Preparation of salicylic acid and derivatives

The invention relates to an improved method of preparing salicylic acid and derivatives from phenyl esters which comprises the step of fusing acetoxyphenyl, or derivative suitable for preparing the desired salicylic acid derivative, with M.sub.2 CO.sub.3 where M is potassium or sodium in the presence of carbon dioxide, at a temperature of from 150.degree. to 250.degree. C., and at a pressure of from atmospheric to 500 p.s.i.g.

BACKGROUND OF THE INVENTION 
1. Field of the Invention 
The present invention is concerned with an improved method of preparing 
salicylic acid and derivatives thereof employing as a starting material 
acetoxyphenyl, or a derivative thereof suitable for preparing the desired 
derivative of salicylic acid. 
More particularly, the present invention is concerned with preparation of 
2',4'-difluoro-4-hydroxy-[1,1'-biphenyl]-3-carboxylic acid, an important 
anti-inflammatory and analgesic therapeutic agent. 

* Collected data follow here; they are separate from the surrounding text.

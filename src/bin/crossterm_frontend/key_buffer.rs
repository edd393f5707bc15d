use crossterm::event::KeyCode;
use std::{
    sync::Mutex,
    time::{Duration, SystemTime},
};

/// A thread-safe record of recent keypresses.
/// Terminals only report presses, so a key counts as held
/// for `timeout` after it was last pressed.
/// Wrap it in an `std::sync::Arc` and you are good to go.
pub struct KeyBuffer {
    timeout: Duration,
    presses: Mutex<Vec<(KeyCode, SystemTime)>>,
}

impl KeyBuffer {

    /// Create a new `KeyBuffer`, but forget keypresses that are older than `timeout`.
    pub fn new(timeout: Duration) -> KeyBuffer {
        KeyBuffer {
            timeout,
            presses: Mutex::new(Vec::new()),
        }
    }

    /// Record a keypress.
    pub fn push(&self, key_code: KeyCode) {
        let mut presses = self.presses.lock().unwrap();
        let now = SystemTime::now();
        match presses.iter_mut().find(|(kc, _)| *kc == key_code) {
            Some(press) => press.1 = now,
            None => presses.push((key_code, now)),
        }
    }

    /// All keys pressed recently enough to count as held.
    pub fn held(&self) -> Vec<KeyCode> {
        let mut presses = self.presses.lock().unwrap();
        let timeout = self.timeout;
        presses.retain(|(_, ts)| ts.elapsed().map(|age| age < timeout).unwrap_or(false));
        presses.iter().map(|(kc, _)| *kc).collect()
    }

    pub fn is_held(&self, key_code: KeyCode) -> bool {
        self.held().contains(&key_code)
    }
}
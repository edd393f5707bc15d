use crate::emulator::error::{EmulatorError, Result};
use crate::emulator::font::{FONT, FONT_START};

pub const MEM_SIZE: usize = 4096;

/// Where programs are loaded, and where execution starts.
pub const PROGRAM_START: u16 = 0x200;

/// Flat, byte addressable memory. Every access is bounds checked,
/// callers that want wrapping addresses must mask them first.
#[derive(Clone)]
pub struct Memory {
    bytes: [u8; MEM_SIZE],
}

impl Memory {

    pub fn new() -> Memory {
        Memory { bytes: [0; MEM_SIZE] }
    }

    pub fn read(&self, address: u16) -> Result<u8> {
        self.bytes
            .get(address as usize)
            .copied()
            .ok_or(EmulatorError::OutOfBounds { address: address as usize })
    }

    pub fn write(&mut self, address: u16, value: u8) -> Result<()> {
        let byte = self
            .bytes
            .get_mut(address as usize)
            .ok_or(EmulatorError::OutOfBounds { address: address as usize })?;
        *byte = value;
        Ok(())
    }

    /// Copy `bytes` into memory starting at `address`.
    /// Nothing is written unless the whole block fits.
    pub fn write_block(&mut self, address: u16, bytes: &[u8]) -> Result<()> {
        let start = address as usize;
        let end = start + bytes.len();
        if end > MEM_SIZE {
            // Report the first address that does not exist
            return Err(EmulatorError::OutOfBounds { address: start.max(MEM_SIZE) });
        }
        self.bytes[start..end].copy_from_slice(bytes);
        Ok(())
    }

    /// Copy a program into memory at 0x200.
    pub fn load_program(&mut self, program: &[u8]) -> Result<()> {
        let available = MEM_SIZE - PROGRAM_START as usize;
        if program.len() > available {
            return Err(EmulatorError::ProgramTooLarge { size: program.len(), available });
        }
        self.write_block(PROGRAM_START, program)
    }

    /// Copy the built-in hexadecimal font to where `Fx29` expects it.
    pub fn load_font(&mut self) {
        let start = FONT_START as usize;
        self.bytes[start..start + FONT.len()].copy_from_slice(&FONT);
    }

    /// Zero everything, then put the font back.
    pub fn clear(&mut self) {
        self.bytes = [0; MEM_SIZE];
        self.load_font();
    }
}

impl Default for Memory {
    fn default() -> Self {
        Self::new()
    }
}

#[cfg(test)]
mod tests {

    use super::*;
    use pretty_assertions::assert_eq;

    #[test]
    fn read_what_was_written() {
        let mut memory = Memory::new();
        memory.write(0x0FFF, 0xAB).unwrap();
        assert_eq!(memory.read(0x0FFF), Ok(0xAB));
    }

    #[test]
    fn access_past_the_end_is_out_of_bounds() {
        let mut memory = Memory::new();
        assert_eq!(memory.read(0x1000), Err(EmulatorError::OutOfBounds { address: 0x1000 }));
        assert_eq!(memory.write(0xFFFF, 1), Err(EmulatorError::OutOfBounds { address: 0xFFFF }));
    }

    #[test]
    fn write_block_is_all_or_nothing() {
        let mut memory = Memory::new();
        assert_eq!(
            memory.write_block(0x0FFE, &[1, 2, 3]),
            Err(EmulatorError::OutOfBounds { address: 0x1000 })
        );
        assert_eq!(memory.read(0x0FFE), Ok(0));
        assert_eq!(memory.read(0x0FFF), Ok(0));

        memory.write_block(0x0FFD, &[1, 2, 3]).unwrap();
        assert_eq!(memory.read(0x0FFF), Ok(3));
    }

    #[test]
    fn program_is_loaded_at_0x200() {
        let mut memory = Memory::new();
        memory.load_program(&[0x12, 0x34]).unwrap();
        assert_eq!(memory.read(0x1FF), Ok(0));
        assert_eq!(memory.read(0x200), Ok(0x12));
        assert_eq!(memory.read(0x201), Ok(0x34));
    }

    #[test]
    fn program_filling_all_space_fits() {
        let mut memory = Memory::new();
        let program = vec![0xAA; MEM_SIZE - 0x200];
        assert_eq!(memory.load_program(&program), Ok(()));
        assert_eq!(memory.read(0xFFF), Ok(0xAA));
    }

    #[test]
    fn font_is_loaded_at_font_start() {
        let mut memory = Memory::new();
        memory.load_font();
        assert_eq!(memory.read(FONT_START), Ok(0xF0));
        assert_eq!(memory.read(FONT_START + 79), Ok(0x80));
        assert_eq!(memory.read(FONT_START + 80), Ok(0));
    }

    #[test]
    fn oversized_program_is_rejected() {
        let mut memory = Memory::new();
        let program = vec![0xAA; MEM_SIZE - 0x200 + 1];
        assert_eq!(
            memory.load_program(&program),
            Err(EmulatorError::ProgramTooLarge { size: 3585, available: 3584 })
        );
        assert_eq!(memory.read(0x200), Ok(0));
    }

    #[test]
    fn clear_keeps_only_the_font() {
        let mut memory = Memory::new();
        memory.load_font();
        memory.load_program(&[0x12, 0x34]).unwrap();
        memory.write(0x0FFF, 0xAB).unwrap();

        memory.clear();
        assert_eq!(memory.read(0x200), Ok(0));
        assert_eq!(memory.read(0x0FFF), Ok(0));
        assert_eq!(memory.read(FONT_START), Ok(0xF0));
    }
}
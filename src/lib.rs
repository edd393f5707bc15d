/*!

A CHIP-8 interpreter as specified at https://en.wikipedia.org/wiki/CHIP-8.

# Crossterm Frontend

If you want to try the emulator on some programs, there is a ready-to-use implementation
you can run by using `cargo run --release --bin crossterm_frontend -- <program>`.
The keypad is mapped to the left side of a QWERTY keyboard, and `Esc` quits.

```text
CHIP-8 keypad    Keyboard
1 2 3 C          1 2 3 4
4 5 6 D          Q W E R
7 8 9 E          A S D F
A 0 B F          Z X C V
```

There is also `no_frontend`, which runs a program for a number of steps
and prints the final screen as text.

# Library

If you are not interested in handling input and output,
then you can use `Emulator::new()` to get an emulator to work with.

The main way of running a program is to load instructions as bytes.

```rust
use chip_8::emulator::{Emulator, Progress};

let mut emulator = Emulator::new();

// Load a program at address 0x200.
let clear_display = [0x00, 0xE0];
emulator.load(&clear_display)?;
let step = emulator.step()?; // Will now clear the display
assert_eq!(step.progress, Progress::Executed);
assert_eq!(emulator.program_counter(), 0x202);
# Ok::<(), chip_8::emulator::EmulatorError>(())
```

Alternatively, you can experiment by executing instructions manually.

```rust
use chip_8::emulator::Emulator;
use chip_8::emulator::instruction::{Instruction, Reg, Const, Addr};

let mut emulator = Emulator::new();

// Execute instructions manually
emulator.execute_single(Instruction::ClearScreen)?;

// Or many sequentially
emulator.execute_many(&[
    Instruction::Goto(Addr(0x250)),
    Instruction::SetRegToConst(Reg(0xA), Const(35)),
    Instruction::SetRegToReg(Reg(0xB), Reg(0xA))
])?;
assert_eq!(emulator.registers()[0xB], 35);
# Ok::<(), chip_8::emulator::EmulatorError>(())
```

Programs that go wrong report it, rather than carrying on with garbage state.

```rust
use chip_8::emulator::{Emulator, EmulatorError};

let mut emulator = Emulator::new();
emulator.load(&[0x00, 0xEE])?; // Return, without a call
assert_eq!(emulator.step(), Err(EmulatorError::StackUnderflow));
# Ok::<(), EmulatorError>(())
```

## Custom input and output

To get keypresses and show the screen, you must implement `EmulatorInput` and `EmulatorOutput`,
which represent somewhere to get keyboard input from and a screen respectively.
Take a look at `src/emulator/input.rs` and `src/emulator/output.rs` to see how to implement this,
then hand them to a `Driver`, which steps the emulator and shuttles state between them.

```ignore
use chip_8::emulator::Driver;

let mut driver = Driver::with_io(MyInput::new(), MyOutput::new());
driver.load(&program)?;
driver.run(|| false)?;
```

You can then implement the emulator using your own custom frontend, as done with crossterm in crossterm_frontend.
*/

pub mod emulator;
pub mod util;
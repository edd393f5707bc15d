//! The emulator itself, and the traits a frontend implements to drive it.

pub mod display;
pub mod driver;
pub mod emulator;
pub mod error;
pub mod font;
pub mod input;
pub mod instruction;
pub mod memory;
pub mod output;

pub use self::driver::{Driver, DriverConfig};
pub use self::emulator::{Emulator, Progress, Step};
pub use self::error::{EmulatorError, Result};
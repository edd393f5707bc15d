//! Small helpers that don't belong to any particular part of the emulator.

pub mod bit_splitter;
/// A structure for easily splitting an instruction word
/// into the fields used by the CHIP-8 instruction set.
///
/// ```text
/// [op][x][y][n]
///        [ nn ]
///     [  nnn  ]
/// ```
#[derive(Debug, Clone, Copy, PartialEq, Eq)]
pub struct BitSplitter(u8, u8);

impl BitSplitter {

    pub fn from_u16(value: u16) -> BitSplitter {
        BitSplitter((value >> 8) as u8, (value & 0x00FF) as u8)
    }

    pub fn new(left: u8, right: u8) -> BitSplitter {
        BitSplitter(left, right)
    }

    /// Left-shift the first u8-component 8 bits,
    /// then take bitwise or with the second component
    /// in order to store the components in a u16.
    pub fn as_u16(&self) -> u16 {
        ((self.0 as u16) << 8) | self.1 as u16
    }

    /// All four nibbles, most significant first.
    pub fn as_four_u8(&self) -> (u8, u8, u8, u8) {
        (self.op(), self.x(), self.y(), self.n())
    }

    /// The instruction family, bits 12-15.
    pub fn op(&self) -> u8 {
        self.0 >> 4
    }

    /// First register operand, bits 8-11.
    pub fn x(&self) -> u8 {
        self.0 & 0x0F
    }

    /// Second register operand, bits 4-7.
    pub fn y(&self) -> u8 {
        self.1 >> 4
    }

    pub fn n(&self) -> u8 {
        self.1 & 0x0F
    }

    pub fn nn(&self) -> u8 {
        self.1
    }

    pub fn nnn(&self) -> u16 {
        self.as_u16() & 0x0FFF
    }
}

2. Description of the Prior Art 
Industrial preparation of salicylic acid has long been carried out by the 
Kolbe-Schmitt reaction in which sodium phenoxide and carbon dioxide are 
heated at 120.degree.-140.degree. C. under pressure. A small amount of the 
p-derivative is formed at the same time, and if the temperature rises 
above 140.degree. C., the p-isomer is the main product. The Kolbe-Schmitt 
reaction, in turn, is one step in a potentially important process of 
preparing 2',4'-difluoro-4-hydroxy-[1,1'-biphenyl]-3-carboxylic acid, 
referred to above. See U.S. Pat. No. 3,992,459. In that process, the 
intermediate which is converted to the starting material for the 
Kolbe-Schmitt reaction is a phenyl acetate ester. Accordingly, that 
process is characterized by the disadvantages of involving cumbersome 
ester saponification and requiring sodium salt isolation, with attendant 
drying problems. Thus, the method of the present invention constitutes an 
improvement of that potentially important process whereby the described 
disadvantages are avoided and one step is removed from the overall 
process. 
It is known to carry out selective cleavage of aryl esters with anhydrous 
alkali carbonates. See H. E. Zaugg, J. Org. Chem., Vol. 41, No. 21, (1976) 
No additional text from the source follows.